Many of those who knew de Palatine personally were profoundly impressed by the authority and the sense of “knowingness” that shaped his public presence even when he was a young man. His own writings confirm the impression of a man guided by inner certainties rooted in spiritual experience. Though his core insights were always his own, those insights were shaped in important ways by the esoteric traditions he studied and the initiatory lineages that were communicated to him. A brief survey of de Palatine’s own spiritual journey will therefore help set the stage for an outline of the teachings themselves.
A Quest For The Light
His birth name was Ronald Powell, and he was born in Melbourne in 1916. From earliest childhood, he had a sense that some unseen power guided and protected him. Raised as a Christian, he dabbled briefly in rationalism, then entered the Catholic Church and attended Mass regularly for some years. By 1935, however, his disagreements with Catholic doctrine had become impossible to ignore, and he left the Church and began a period of spiritual seeking.
In 1938 he joined the Theosophical Society, then an influential presence in the alternative spirituality scene in Australia and elsewhere. Theosophical teachers Geoffrey Hodson and John A. Farquharson guided Powell through the Society’s teachings. At least as influential was the Melbourne Theosophical Lodge’s library, which included G.R.S. Mead’s groundbreaking translations of surviving Gnostic literature and a wealth of works on the Essenes and the ancient Mysteries – subjects that would be central to Powell’s teachings later in life. The evidence of his later writings shows that he studied books by all the important Theosophical authors as well as the works of two American Rosicrucian teachers, Max Heindel and George Winslow Plummer.

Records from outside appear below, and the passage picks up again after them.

use std::fmt;

use crate::codec::{MessageHeader, HEADER_SIZE, MAX_PAYLOAD_SIZE, RESPONSE_FLAG};
use crate::error::{MessageError, Result};
use crate::operation::OperationIdAllocator;
use crate::result::OperationResult;

/// Operation type every cport answers without involving its driver.
pub const PING_TYPE: u8 = 0x00;

/// One Greybus operation, request or response.
///
/// Messages are move-only: the value travels from the allocator through the
/// dispatch queue to a driver and on to the transport, and is released when
/// its last owner drops it. Use [`Message::copy`] when an independent
/// duplicate is genuinely needed.
#[derive(PartialEq, Eq)]
pub struct Message {
    operation_id: u16,
    op_type: u8,
    result: u8,
    payload: Vec<u8>,
}

impl Message {
    /// Allocate a message with a zero-filled payload of `payload_len` bytes.
    pub fn allocate(
        payload_len: usize,
        op_type: u8,
        operation_id: u16,
        result: OperationResult,
    ) -> Result<Self> {
        let mut payload = alloc_payload(payload_len)?;
        payload.resize(payload_len, 0);
        Ok(Self {
            operation_id,
            op_type,
            result: result.code(),
            payload,
        })
    }

    /// Allocate an outbound request.
    ///
    /// One-shot requests carry operation id 0 and expect no response; all
    /// others take the next id from `ids`.
    pub fn request(
        payload_len: usize,
        op_type: u8,
        oneshot: bool,
        ids: &OperationIdAllocator,
    ) -> Result<Self> {
        let operation_id = if oneshot { 0 } else { ids.next_id() };
        Self::allocate(payload_len, op_type, operation_id, OperationResult::Success)
    }

    /// Build a message carrying a copy of `payload`.
    pub fn with_payload(
        op_type: u8,
        operation_id: u16,
        result: OperationResult,
        payload: &[u8],
    ) -> Result<Self> {
        let mut buf = alloc_payload(payload.len())?;
        buf.extend_from_slice(payload);
        Ok(Self {
            operation_id,
            op_type,
            result: result.code(),
            payload: buf,
        })
    }

    /// Build the response to `request`: same operation id, type with
    /// [`RESPONSE_FLAG`] set.
    pub fn response(request: &Message, result: OperationResult, payload: &[u8]) -> Result<Self> {
        Self::with_payload(
            request.op_type | RESPONSE_FLAG,
            request.operation_id,
            result,
            payload,
        )
    }

    /// Build a response with no payload.
    pub fn empty_response(request: &Message, result: OperationResult) -> Result<Self> {
        Self::response(request, result, &[])
    }

    /// Deep copy into an independently owned message.
    pub fn copy(&self) -> Result<Self> {
        Self::with_payload(
            self.op_type,
            self.operation_id,
            OperationResult::from(self.result),
            &self.payload,
        )
        .map(|mut msg| {
            msg.result = self.result;
            msg
        })
    }

    pub(crate) fn from_wire(header: &MessageHeader, payload: Vec<u8>) -> Self {
        Self {
            operation_id: header.operation_id,
            op_type: header.op_type,
            result: header.result,
            payload,
        }
    }

    /// Header for this message, pad bytes zeroed.
    pub fn header(&self) -> MessageHeader {
        MessageHeader {
            size: self.size() as u16,
            operation_id: self.operation_id,
            op_type: self.op_type,
            result: self.result,
            pad: 0,
        }
    }

    /// Operation type as carried on the wire, response flag included.
    pub fn op_type(&self) -> u8 {
        self.op_type
    }

    /// Operation type with the response flag cleared.
    pub fn request_type(&self) -> u8 {
        self.op_type & !RESPONSE_FLAG
    }

    pub fn is_response(&self) -> bool {
        self.op_type & RESPONSE_FLAG != 0
    }

    pub fn operation_id(&self) -> u16 {
        self.operation_id
    }

    /// A request with operation id 0 expects no response.
    pub fn is_oneshot(&self) -> bool {
        self.operation_id == 0
    }

    pub fn result(&self) -> OperationResult {
        OperationResult::from(self.result)
    }

    /// Raw result byte, preserved even when it is not an assigned code.
    pub fn result_code(&self) -> u8 {
        self.result
    }

    pub fn is_success(&self) -> bool {
        self.result == OperationResult::Success.code()
    }

    pub fn payload(&self) -> &[u8] {
        &self.payload
    }

    pub fn payload_mut(&mut self) -> &mut [u8] {
        &mut self.payload
    }

    pub fn payload_len(&self) -> usize {
        self.payload.len()
    }

    /// Total framed length, header included.
    pub fn size(&self) -> usize {
        HEADER_SIZE + self.payload.len()
    }

    /// Shorten the payload to `len` bytes. Longer lengths are ignored.
    pub fn truncate_payload(&mut self, len: usize) {
        self.payload.truncate(len);
    }

    pub fn into_payload(self) -> Vec<u8> {
        self.payload
    }
}

impl fmt::Debug for Message {
    fn fmt(&self, f: &mut fmt::Formatter<'_>) -> fmt::Result {
        f.debug_struct("Message")
            .field("operation_id", &self.operation_id)
            .field("op_type", &format_args!("0x{:02x}", self.op_type))
            .field("result", &format_args!("0x{:02x}", self.result))
            .field("payload_len", &self.payload.len())
            .finish()
    }
}

fn alloc_payload(len: usize) -> Result<Vec<u8>> {
    if len > MAX_PAYLOAD_SIZE {
        return Err(MessageError::PayloadTooLarge {
            size: len,
            max: MAX_PAYLOAD_SIZE,
        });
    }

    let mut buf = Vec::new();
    buf.try_reserve_exact(len)
        .map_err(|_| MessageError::OutOfMemory { size: len })?;
    Ok(buf)
}

#[cfg(test)]
mod tests {
    use super::*;

    #[test]
    fn allocate_zero_fills_payload() {
        let msg = Message::allocate(16, 0x02, 9, OperationResult::Success).unwrap();
        assert_eq!(msg.payload_len(), 16);
        assert!(msg.payload().iter().all(|b| *b == 0));
        assert_eq!(msg.size(), HEADER_SIZE + 16);
        assert_eq!(msg.operation_id(), 9);
    }

    #[test]
    fn payload_roundtrips_exactly() {
        for len in [0usize, 1, 7, 255, 4096, MAX_PAYLOAD_SIZE] {
            let data: Vec<u8> = (0..len).map(|i| (i % 251) as u8).collect();
            let msg = Message::with_payload(0x03, 1, OperationResult::Success, &data).unwrap();
            assert_eq!(msg.payload_len(), len);
            assert_eq!(msg.payload(), data.as_slice());
            assert_eq!(msg.header().size as usize, HEADER_SIZE + len);
        }
    }

    #[test]
    fn oversize_payload_rejected() {
        let err = Message::allocate(MAX_PAYLOAD_SIZE + 1, 0x01, 1, OperationResult::Success)
            .unwrap_err();
        assert!(matches!(err, MessageError::PayloadTooLarge { .. }));
    }

    #[test]
    fn request_takes_ids_unless_oneshot() {
        let ids = OperationIdAllocator::new();
        let first = Message::request(0, 0x05, false, &ids).unwrap();
        let oneshot = Message::request(0, 0x05, true, &ids).unwrap();
        let second = Message::request(0, 0x05, false, &ids).unwrap();

        assert_eq!(first.operation_id(), 1);
        assert!(oneshot.is_oneshot());
        assert_eq!(second.operation_id(), 2);
    }

    #[test]
    fn response_mirrors_request() {
        let req = Message::with_payload(0x06, 77, OperationResult::Success, b"in").unwrap();
        let resp = Message::response(&req, OperationResult::Invalid, b"out").unwrap();

        assert_eq!(resp.op_type(), 0x86);
        assert!(resp.is_response());
        assert_eq!(resp.request_type(), 0x06);
        assert_eq!(resp.operation_id(), 77);
        assert_eq!(resp.result(), OperationResult::Invalid);
        assert!(!resp.is_success());
        assert_eq!(resp.payload(), b"out");
    }

    #[test]
    fn empty_response_has_no_payload() {
        let req = Message::with_payload(0x00, 3, OperationResult::Success, b"xyz").unwrap();
        let resp = Message::empty_response(&req, OperationResult::Success).unwrap();
        assert_eq!(resp.payload_len(), 0);
        assert!(resp.is_success());
        assert_eq!(resp.op_type(), RESPONSE_FLAG);
    }

    #[test]
    fn copy_is_independent() {
        let original = Message::with_payload(0x03, 5, OperationResult::Success, b"abc").unwrap();
        let mut dup = original.copy().unwrap();
        dup.payload_mut()[0] = b'z';

        assert_eq!(original.payload(), b"abc");
        assert_eq!(dup.payload(), b"zbc");
        assert_eq!(dup.operation_id(), 5);
    }

    #[test]
    fn copy_preserves_unassigned_result_byte() {
        let header = MessageHeader {
            size: HEADER_SIZE as u16,
            operation_id: 1,
            op_type: 0x81,
            result: 0x42,
            pad: 0,
        };
        let msg = Message::from_wire(&header, Vec::new());
        let dup = msg.copy().unwrap();
        assert_eq!(dup.result_code(), 0x42);
        assert_eq!(dup.result(), OperationResult::UnknownError);
    }

    #[test]
    fn truncate_shrinks_payload() {
        let mut msg = Message::allocate(10, 0x01, 1, OperationResult::Success).unwrap();
        msg.truncate_payload(4);
        assert_eq!(msg.payload_len(), 4);
        msg.truncate_payload(100);
        assert_eq!(msg.payload_len(), 4);
    }

    #[test]
    fn debug_shows_hex_type() {
        let msg = Message::allocate(2, 0x85, 1, OperationResult::Success).unwrap();
        let dbg = format!("{msg:?}");
        assert!(dbg.contains("0x85"));
        assert!(dbg.contains("payload_len: 2"));
    }
}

Probably by way of the Melbourne Theosophical library he also encountered the works of another extraordinary teacher, George Washington Carey. Born in 1845, Carey was an American mystic and healer whose work focused on the twelve biochemic tissue salts, a form of homeopathic medicine that uses the mineral salts found in the human body. Carey’s handbook of the tissue salts was for many years a standard text in this branch of alternative medicine. However, his interest in the tissue salts was not limited to their healing powers. Later in his life, he came to focus on one of the inner secrets of esoteric spirituality: the role played by hidden aspects of human biology in the quest for transcendence.
Carey’s work also drew on Christian tradition in a fascinating way. Having studied the work of many earlier writers, Carey came to understand that the Christian Gospels were not historical documents meant to be taken literally but skilfully crafted parables based on a deep understanding of the subtle anatomy of the human body. Through the myth of the birth, life, death, and resurrection of Jesus, they communicated a powerful system of personal spiritual transformation. Carey’s works, especially his last book God-Man: The Word Made Flesh, had a profound impact on Powell, who quoted Carey at length in his own writings and included material on the biochemic cell salts in his private lessons for students.
By 1948 Powell had become a teacher in his own right in the Melbourne area, with a circle of committed students. However, the “invisible presence” that guided him had other plans for him, and he travelled to London that year, settling in Kensington. Frequent visits to France brought him into contact with a wide range of European esoteric orders, and he received initiation into a series of potent spiritual lineages.
The sources of some of these lineages may raise hackles in today’s alternative culture, as they were preserved in European royal and aristocratic families. It needs to be remembered, however, that the old aristocracies of Europe were never monolithic. To borrow a metaphor from Dune, there were plenty of Harkonnens amid European nobility but there were also equivalents of the Atreides. Over the centuries, it was by and large the Harkonnen-equivalents that triumphed, but some of the others survived in relative obscurity.
It was from certain of these latter lineages that Powell received a series of initiations passed down for centuries from the Knights Templar and other initiatory bodies that preserved the ancient wisdom. In the course of these initiations, he was ennobled, taking the new name Richard Jean Chretien, Duc de Palatine. He was also consecrated as a bishop in 1953 by Mar Georgius (Hugh de Willmott Newman), Patriarch of Glastonbury, one of the most influential figures in the movement of free bishops, then evolving a sacramental Christianity independent of established religious hierarchies.
All these influences came together in 1953. Late in that year, Bishop Richard, Duc de Palatine founded the Pre-Nicene Gnosto-Catholic Church to restore the Gnosis of the Soul – the secret teachings of the Gnostics and their heirs – to the Christian Churches. He also received a charter from the Fratres Lucis (Brothers of Light), an esoteric order that traces its origins to the fifteenth century, authorising him to establish an initiatory order alongside the church. Thereafter he devoted his time to teaching and writing, publishing a monthly magazine and a series of booklets on the Gnosis of the Soul through his Pre-Nicene Publishing House, and writing and circulating correspondence lessons to students throughout the world. In 1971, he relocated to the United States and remained there, always busy, until his death in 1977.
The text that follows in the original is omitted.